Will The ECB Send Euro To New Lows?

CAD Data Points

Thanks to stronger service sector activity and consumer price growth, the New Zealand dollar was last week’s best-performing currency. CPI grew at its fastest pace since the first quarter of 2017 and year over year price growth accelerated to 1.9% from 1.5%. So while dairy prices continue to fall, the Reserve Bank’s concerns and in turn their dovishness will be eased by the increase in CPI. The service sector is doing better than the manufacturing sector but economists are looking for the trade balance to improve after hitting a record low in August. Technically, as long as NZD/USD is trading below 66 cents it remains in a downtrend but if it exceeds that level, a stronger recovery could be in the cards.

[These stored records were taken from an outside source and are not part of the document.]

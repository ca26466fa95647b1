//! Time-series handling: raw measurements in, solver-ready SMET files out.
//!
//! Raw series arrive with whatever units and gaps the station network
//! publishes. Materialization projects them onto the exact requested date
//! range at the station's sampling step, normalizes units to the canonical
//! set the solver consumes (air temperature in Kelvin, relative humidity as
//! a fraction, wind in m/s, heights in metres), and keeps every missing
//! timestamp as an explicit nodata row. Nothing is interpolated and nothing
//! is dropped.

use crate::{Result, StationError, StationMeta};
use a3dprep_grid::transforms;
use chrono::{DateTime, Duration, Utc};
use serde::{Deserialize, Serialize};
use std::collections::BTreeMap;
use std::io::Write;

/// Nodata value used in SMET output.
pub const SMET_NODATA: f64 = -999.0;

/// Inclusive date range of a simulation request.
#[derive(Debug, Clone, Copy, PartialEq, Eq, Serialize, Deserialize)]
pub struct DateRange {
    /// First timestamp of the range.
    pub start: DateTime<Utc>,
    /// Last timestamp of the range (inclusive).
    pub end: DateTime<Utc>,
}

impl DateRange {
    /// Create a range, failing when `start` is after `end`.
    pub fn new(start: DateTime<Utc>, end: DateTime<Utc>) -> Result<Self> {
        if start > end {
            return Err(StationError::InvalidRange(format!(
                "start {start} is after end {end}"
            )));
        }
        Ok(Self { start, end })
    }

    /// Timestamps of the range at a sampling step, both endpoints included.
    pub fn timestamps(&self, step_minutes: u32) -> Vec<DateTime<Utc>> {
        let step = Duration::minutes(i64::from(step_minutes.max(1)));
        let mut out = Vec::new();
        let mut ts = self.start;
        while ts <= self.end {
            out.push(ts);
            ts += step;
        }
        out
    }
}

/// Unit a raw measurement field is published in.
#[derive(Debug, Clone, Copy, PartialEq, Eq, Serialize, Deserialize)]
#[serde(rename_all = "snake_case")]
pub enum Unit {
    /// Air temperature in Kelvin (canonical).
    Kelvin,
    /// Air temperature in degrees Celsius.
    Celsius,
    /// Ratio in `[0, 1]` (canonical for humidity).
    Fraction,
    /// Percentage in `[0, 100]`.
    Percent,
    /// Speed in m/s (canonical).
    MetersPerSecond,
    /// Speed in km/h.
    KilometersPerHour,
    /// Length in metres (canonical for heights).
    Meters,
    /// Length in centimetres.
    Centimeters,
    /// Precipitation sum in millimetres (canonical).
    Millimeters,
    /// Radiation flux in W/m² (canonical).
    WattsPerSquareMeter,
    /// Direction in degrees.
    Degrees,
}

impl Unit {
    /// Convert a value in this unit to the canonical unit of its quantity.
    pub fn normalize(&self, value: f64) -> f64 {
        match self {
            Unit::Celsius => value + 273.15,
            Unit::Percent => value / 100.0,
            Unit::KilometersPerHour => value / 3.6,
            Unit::Centimeters => value / 100.0,
            Unit::Kelvin
            | Unit::Fraction
            | Unit::MetersPerSecond
            | Unit::Meters
            | Unit::Millimeters
            | Unit::WattsPerSquareMeter
            | Unit::Degrees => value,
        }
    }
}

/// One field of a raw series.
#[derive(Debug, Clone, Serialize, Deserialize)]
pub struct RawField {
    /// Canonical field name (`TA`, `RH`, `VW`, `HS`, `PSUM`, ...).
    pub name: String,
    /// Unit the values are published in.
    pub unit: Unit,
}

/// One timestamped row of raw values, aligned with the field list.
#[derive(Debug, Clone, Serialize, Deserialize)]
pub struct RawRecord {
    /// Measurement timestamp.
    pub timestamp: DateTime<Utc>,
    /// One value per field; `None` where the station reported nothing.
    pub values: Vec<Option<f64>>,
}

/// Raw measurement series as delivered by a station data source.
#[derive(Debug, Clone, Serialize, Deserialize)]
pub struct RawSeries {
    /// Field descriptions.
    pub fields: Vec<RawField>,
    /// Timestamped rows, not necessarily gap-free or ordered.
    pub records: Vec<RawRecord>,
}

impl RawSeries {
    /// Fraction of the expected timestamps for `range` at `step_minutes`
    /// that have at least one reported value.
    pub fn completeness(&self, range: &DateRange, step_minutes: u32) -> f64 {
        let expected = range.timestamps(step_minutes);
        if expected.is_empty() {
            return 0.0;
        }
        let present: BTreeMap<DateTime<Utc>, &RawRecord> = self
            .records
            .iter()
            .map(|r| (r.timestamp, r))
            .collect();
        let mut hits = 0usize;
        for ts in &expected {
            if let Some(record) = present.get(ts) {
                if record.values.iter().any(Option::is_some) {
                    hits += 1;
                }
            }
        }
        hits as f64 / expected.len() as f64
    }
}

/// Unit-normalized series on the exact requested timestamp grid.
#[derive(Debug, Clone)]
pub struct TimeSeries {
    /// Field names, canonical units implied.
    pub fields: Vec<String>,
    /// Sampling step in minutes.
    pub step_minutes: u32,
    /// One row per expected timestamp; missing measurements stay `None`.
    pub records: Vec<(DateTime<Utc>, Vec<Option<f64>>)>,
}

/// Project a raw series onto the requested range.
///
/// Every timestamp of the range appears exactly once in the output. A
/// timestamp the station did not report becomes a row of `None`s; it is
/// never interpolated from neighbours and never silently dropped.
pub fn materialize(raw: &RawSeries, range: &DateRange, step_minutes: u32) -> TimeSeries {
    let by_time: BTreeMap<DateTime<Utc>, &RawRecord> =
        raw.records.iter().map(|r| (r.timestamp, r)).collect();

    let mut records = Vec::new();
    for ts in range.timestamps(step_minutes) {
        let values = match by_time.get(&ts) {
            Some(record) => raw
                .fields
                .iter()
                .zip(record.values.iter())
                .map(|(field, value)| value.map(|v| field.unit.normalize(v)))
                .collect(),
            None => vec![None; raw.fields.len()],
        };
        records.push((ts, values));
    }

    TimeSeries {
        fields: raw.fields.iter().map(|f| f.name.clone()).collect(),
        step_minutes,
        records,
    }
}

/// Write a series as a SMET 1.1 ASCII file.
pub fn write_smet<W: Write>(w: &mut W, station: &StationMeta, series: &TimeSeries) -> Result<()> {
    let (lon, lat) = transforms::to_wgs84(station.easting, station.northing, station.epsg)?;

    writeln!(w, "SMET 1.1 ASCII")?;
    writeln!(w, "[HEADER]")?;
    writeln!(w, "station_id = {}", station.id)?;
    writeln!(w, "station_name = {}", station.name)?;
    writeln!(w, "latitude = {:.6}", lat)?;
    writeln!(w, "longitude = {:.6}", lon)?;
    writeln!(w, "altitude = {:.1}", station.elevation_m)?;
    writeln!(w, "nodata = {}", SMET_NODATA as i64)?;
    writeln!(w, "tz = 0")?;
    writeln!(w, "fields = timestamp {}", series.fields.join(" "))?;
    writeln!(w, "[DATA]")?;
    for (ts, values) in &series.records {
        let mut line = ts.format("%Y-%m-%dT%H:%M:%S").to_string();
        for value in values {
            line.push(' ');
            match value {
                Some(v) => line.push_str(&format!("{:.3}", v)),
                None => line.push_str(&format!("{}", SMET_NODATA as i64)),
            }
        }
        writeln!(w, "{}", line)?;
    }
    Ok(())
}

Considering that there are not many New Zealand economic reports on the calendar this week, the outlook for NZD could hinge on the market’s appetite for risk and US dollars.

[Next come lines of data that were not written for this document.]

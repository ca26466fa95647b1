//! Error types for the grid crate.

use thiserror::Error;

/// Errors that can occur when constructing or writing grids.
#[derive(Debug, Error)]
pub enum GridError {
    /// The region of interest is degenerate or would produce an unusable grid.
    #[error("invalid region: {0}")]
    InvalidRegion(String),

    /// The requested resolution would exceed the configured maximum cell count.
    #[error("grid of {ncols}x{nrows} cells exceeds the maximum of {max_cells} cells")]
    GridTooLarge {
        /// Columns the frame would have.
        ncols: usize,
        /// Rows the frame would have.
        nrows: usize,
        /// Configured cell-count ceiling.
        max_cells: usize,
    },

    /// A raster payload does not match its coordinate frame.
    #[error("raster has {actual} values but the frame requires {expected}")]
    DimensionMismatch {
        /// Cell count required by the frame.
        expected: usize,
        /// Cell count actually supplied.
        actual: usize,
    },

    /// A land-cover code appears in a grid without a legend entry.
    #[error("land-cover code {0} is not present in the legend")]
    CodeNotInLegend(i32),

    /// Coordinate reference system not supported by the planar transforms.
    #[error("unsupported coordinate reference system EPSG:{0}")]
    UnsupportedCrs(u32),

    /// Unknown coordinate-system name.
    #[error("unknown coordinate system {0:?} (supported: CH1903+, CH1903, WGS84, CHTRS95)")]
    UnknownCoordSys(String),

    /// I/O error writing a grid file.
    #[error("I/O error: {0}")]
    Io(#[from] std::io::Error),
}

AUD/USD Still in a Downtrend Below 72 Cents

Both the Australian and New Zealand dollars benefitted from the US government’s decision to pass on branding China as a currency manipulator. Like NZD, the downtrend in the Australian dollar remains intact until AUD/USD rises above 72 cents. Data from Australia was mixed. Only 5600 jobs were created in September (against expectations for 15K jobs) and the participation rate declined but full-time job growth was strong. Full-time jobs rose by 21K while the unemployment rate dipped to 5.0%. Over the past year, trend employment increased by over 290,000 persons or 2.4 percent, which was above the average year-on-year growth over the past 20 years (2.0 percent). The labor data suggests that growth Down Under remains surprisingly resilient despite risk off and trade war woes. However Australian businesses are getting worried because business confidence fell to its lowest level in two years. These concerns are justified with the Chinese economy growing at its slowest pace since 2009 according to the latest GDP report. There are no major Australian economic reports scheduled for release this week but the RBA’s Deputy and Assistant Governors will be speaking. They are likely to echo the RBA minutes, which said there’s no strong case for near-term policy adjustment. While the weaker Australian dollar is helping the currency, they are worried about consumption uncertainty.